In a Tweet Thursday, the team talked about these life-sized “doppelgängers,” as park attendants placed them in each and every seat ahead of their game against the Colorado Rockies.

Players and coaches with the team said they need all the support they can get from fans, especially because much of it will be virtual.

Rangers shortstop Elvis Andrus said, “Playing with no fans in the ballpark is going to be super tough.”

“We need your support now, more than ever,” said Joey Gallo, one of the team’s outfielders. “Wear your Rangers gear. Watch it on TV. Support us through social media.”

The league said it’s trying hard to simulate the experience for players as closely as possible, sans exuberant fans in the stands. Earlier this week, the MLB gave each team a “soundtrack” of ambient noise, designed to simulate the fan experience.

The sounds range from dull murmurs, to cheers and celebrations, to organ music, playing ballpark favorites.
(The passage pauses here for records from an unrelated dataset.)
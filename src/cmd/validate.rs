//! `panics validate`: check a configuration file for problems.
//!
//! Parses and validates the config file, reporting results in either
//! human-readable text or machine-readable JSON format.

use crate::cli::{ValidateArgs, ValidateFormat};
use crate::config::{self, validation};
use crate::error::PanicsError;

pub async fn execute(args: &ValidateArgs) -> Result<(), PanicsError> {
    let path = &args.config;
    let options = config::load(path).await?;

    if let Err(errors) = validation::validate(&options) {
        match args.format {
            ValidateFormat::Text => {
                eprintln!("\u{2717} {} has {} problems\n", path.display(), errors.len());
                for error in &errors {
                    eprintln!("{error}");
                }
            }
            ValidateFormat::Json => {
                let json_errors: Vec<serde_json::Value> = errors
                    .iter()
                    .map(|e| {
                        serde_json::json!({
                            "field": e.field,
                            "message": e.message,
                            "suggestion": e.suggestion,
                        })
                    })
                    .collect();
                println!(
                    "{}",
                    serde_json::json!({
                        "valid": false,
                        "errors": json_errors,
                    })
                );
            }
        }
        return Err(PanicsError::ConfigValidation { errors });
    }

    let webhook = options.webhook_enabled();
    let log_file = options.log_path();

    match args.format {
        ValidateFormat::Text => {
            println!("\u{2713} {} is valid", path.display());
            println!("  environment: {}", display_or_none(&options.environment));
            println!("  webhook:     {}", if webhook { "enabled" } else { "disabled" });
            match log_file {
                Some(ref file) => println!("  log file:    {}", file.display()),
                None => println!("  log file:    disabled"),
            }
            println!("  tags:        {}", options.tags.len());
        }
        ValidateFormat::Json => {
            println!(
                "{}",
                serde_json::json!({
                    "valid": true,
                    "environment": options.environment,
                    "webhook": webhook,
                    "log_file": log_file.map(|p| p.display().to_string()),
                    "tags": options.tags.len(),
                })
            );
        }
    }

    Ok(())
}

fn display_or_none(value: &str) -> &str {
    if value.is_empty() {
        "(none)"
    } else {
        value
    }
}
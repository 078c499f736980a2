//! Local sink: append the report to `<log_directory>/panics.log`.
//!
//! The file is opened, appended to, and closed on every report so that
//! external log rotation is picked up without coordination. Each entry is
//! handed to a single `write_all` on an `O_APPEND` handle. tokio splits
//! large writes into chunks, so entries from concurrent reports can
//! interleave once an entry grows past one chunk; keep the request dump
//! bounded with [`Options::max_dump_body`](crate::Options::max_dump_body).

use std::path::{Path, PathBuf};

use tokio::io::AsyncWriteExt;

use crate::error::PanicsError;
use crate::report::FormattedReport;

pub struct FileSink {
    path: PathBuf,
}

impl FileSink {
    #[must_use]
    pub const fn new(path: PathBuf) -> Self {
        Self { path }
    }

    #[must_use]
    pub fn path(&self) -> &Path {
        &self.path
    }

    pub async fn append(&self, report: &FormattedReport) -> Result<(), PanicsError> {
        let mut file = tokio::fs::OpenOptions::new()
            .append(true)
            .create(true)
            .open(&self.path)
            .await?;
        file.write_all(report.log_entry().as_bytes()).await?;
        // tokio::fs::File completes writes in the background; flush before drop.
        file.flush().await?;
        Ok(())
    }
}
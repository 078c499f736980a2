//! Unified error types for panics.
//!
//! Defines [`PanicsError`] (the main crate error enum) and
//! [`ValidationError`] for config validation findings. Both use
//! `thiserror` for `Display` and `Error` derives. Error messages
//! include contextual hints to guide the user toward a fix.
//!
//! Sink failures are represented here too, but they never reach a
//! request handler: the notifier logs and drops them.

use std::path::PathBuf;

#[derive(Debug, Clone, PartialEq, Eq)]
pub struct ValidationError {
    pub field: String,
    pub message: String,
    pub suggestion: Option<String>,
}

impl std::fmt::Display for ValidationError {
    fn fmt(&self, f: &mut std::fmt::Formatter<'_>) -> std::fmt::Result {
        write!(f, "  {} — {}", self.field, self.message)?;
        if let Some(ref suggestion) = self.suggestion {
            write!(f, " ({suggestion})")?;
        }
        Ok(())
    }
}

impl std::error::Error for ValidationError {}

fn format_errors(errors: &[ValidationError]) -> String {
    use std::fmt::Write;
    let mut buf = String::new();
    for (i, e) in errors.iter().enumerate() {
        if i > 0 {
            buf.push('\n');
        }
        // write! to String is infallible (only fails on OOM which is unrecoverable)
        let _ = write!(buf, "{e}");
    }
    buf
}

#[derive(Debug, thiserror::Error)]
#[non_exhaustive]
pub enum PanicsError {
    #[error("Config file not found: {}", path.display())]
    ConfigFileNotFound { path: PathBuf },

    #[error("Config parse error in {path}:\n  {source}")]
    ConfigParse {
        path: String,
        #[source]
        source: Box<dyn std::error::Error + Send + Sync>,
    },

    #[error("Config validation failed:\n{}", format_errors(.errors))]
    ConfigValidation { errors: Vec<ValidationError> },

    #[error("Unsupported config format: '{0}'")]
    UnsupportedFormat(String),

    #[error("Invalid tag '{0}' (expected KEY=VALUE)")]
    InvalidTag(String),

    #[error("{0}")]
    Io(#[from] std::io::Error),

    #[error("Webhook request failed: {source}")]
    HttpRequest {
        #[source]
        source: Box<dyn std::error::Error + Send + Sync>,
    },

    #[error("Webhook rejected report with status {status}: {body}")]
    WebhookRejected { status: http::StatusCode, body: String },
}
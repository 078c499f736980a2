//! Subcommand dispatch and execution.
//!
//! The [`dispatch`] function routes the parsed CLI to the appropriate
//! subcommand handler: [`capture`] or [`validate`]. Each handler lives in
//! its own submodule.

pub mod capture;
pub mod validate;

use crate::cli::{Cli, Commands};
use crate::error::PanicsError;

pub async fn dispatch(cli: Cli) -> Result<(), PanicsError> {
    match cli.command {
        Some(Commands::Capture(args)) => capture::execute(*args).await,
        Some(Commands::Validate(ref args)) => validate::execute(args).await,
        None => {
            print_welcome();
            Ok(())
        }
    }
}

fn print_welcome() {
    let version = env!("CARGO_PKG_VERSION");
    println!(
        "\n  panics v{version} \u{2014} panic and error reporting\n\n  \
         No command provided. To get started:\n\n    \
         panics capture <label> [context]...   Send a manual report\n    \
         panics validate panics.yaml           Check a config file\n    \
         panics --help                         See all commands and options\n"
    );
}
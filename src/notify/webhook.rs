//! Remote sink: POST the report to a chat incoming-webhook.
//!
//! The payload is the Slack-compatible shape
//! `{"text", "attachments": [{"text", "mrkdwn_in"}], "channel"}` with the
//! trace in the attachment. The connection-pooled hyper client is built
//! once per reporter and shared by every dispatched task.

use std::time::Duration;

use bytes::Bytes;
use http::header::CONTENT_TYPE;
use http::Method;
use http_body_util::{BodyExt, Full};
use hyper_util::client::legacy::Client;
use hyper_util::rt::TokioExecutor;
use serde::Serialize;

use crate::error::PanicsError;
use crate::report::FormattedReport;

pub type HttpsConnector =
    hyper_rustls::HttpsConnector<hyper_util::client::legacy::connect::HttpConnector>;
pub type HttpClient = Client<HttpsConnector, Full<Bytes>>;

#[must_use]
pub fn build_http_client() -> HttpClient {
    // When multiple rustls crypto providers are compiled in, rustls cannot
    // auto-detect which one to use. Explicitly install `ring`.
    let _ = rustls::crypto::ring::default_provider().install_default();

    let https = hyper_rustls::HttpsConnectorBuilder::new()
        .with_webpki_roots()
        .https_or_http()
        .enable_http1()
        .build();
    Client::builder(TokioExecutor::new())
        .pool_idle_timeout(Duration::from_secs(30))
        .build(https)
}

#[allow(clippy::trivially_copy_pass_by_ref)]
fn is_empty(v: &&str) -> bool {
    v.is_empty()
}

#[derive(Debug, Serialize)]
pub struct Payload<'a> {
    pub text: &'a str,
    pub attachments: [Attachment<'a>; 1],
    #[serde(skip_serializing_if = "is_empty")]
    pub channel: &'a str,
}

#[derive(Debug, Serialize)]
pub struct Attachment<'a> {
    pub text: &'a str,
    pub mrkdwn_in: [&'static str; 1],
}

impl<'a> Payload<'a> {
    #[must_use]
    pub fn new(report: &'a FormattedReport, channel: &'a str) -> Self {
        Self {
            text: &report.body,
            attachments: [Attachment {
                text: &report.trace,
                mrkdwn_in: ["text"],
            }],
            channel,
        }
    }
}

pub struct WebhookSink {
    url: String,
    channel: String,
    client: HttpClient,
}

impl WebhookSink {
    #[must_use]
    pub fn new(url: String, channel: String, client: HttpClient) -> Self {
        Self {
            url,
            channel,
            client,
        }
    }

    #[must_use]
    pub fn url(&self) -> &str {
        &self.url
    }

    pub async fn send(&self, report: &FormattedReport) -> Result<(), PanicsError> {
        let body = serde_json::to_vec(&Payload::new(report, &self.channel))
            .map_err(|e| PanicsError::HttpRequest { source: Box::new(e) })?;

        let req = hyper::Request::builder()
            .method(Method::POST)
            .uri(self.url.as_str())
            .header(CONTENT_TYPE, "application/json")
            .body(Full::new(Bytes::from(body)))
            .map_err(|e| PanicsError::HttpRequest { source: Box::new(e) })?;

        let response = self
            .client
            .request(req)
            .await
            .map_err(|e| PanicsError::HttpRequest { source: Box::new(e) })?;

        let status = response.status();
        if status.is_success() {
            return Ok(());
        }

        let body = match response.into_body().collect().await {
            Ok(collected) => String::from_utf8_lossy(&collected.to_bytes()).into_owned(),
            Err(e) => format!("body read error: {e}"),
        };
        Err(PanicsError::WebhookRejected { status, body })
    }
}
The league said the ban on spectators is an effort to stop the spread of Coronavirus.

Manager Chris Woodward said even though he believes they’re ready, he’s worried about what impact the lack of fan’s will have on the players.

The league is barring spectators at games because of COVID19, something players and coaches say will definitely have an impact.

“This year’s gonna be totally different,” he said. “Obviously with no fans I can’t stress enough how important it is to to feel the support of our fanbase.”

The MLB also implemented some rule changes this season, which has been shortened to 60 games.

Players in the National League will have a designated hitter, and teams will get an automatic runner on 2ndbase if a tie game makes it 10 innings.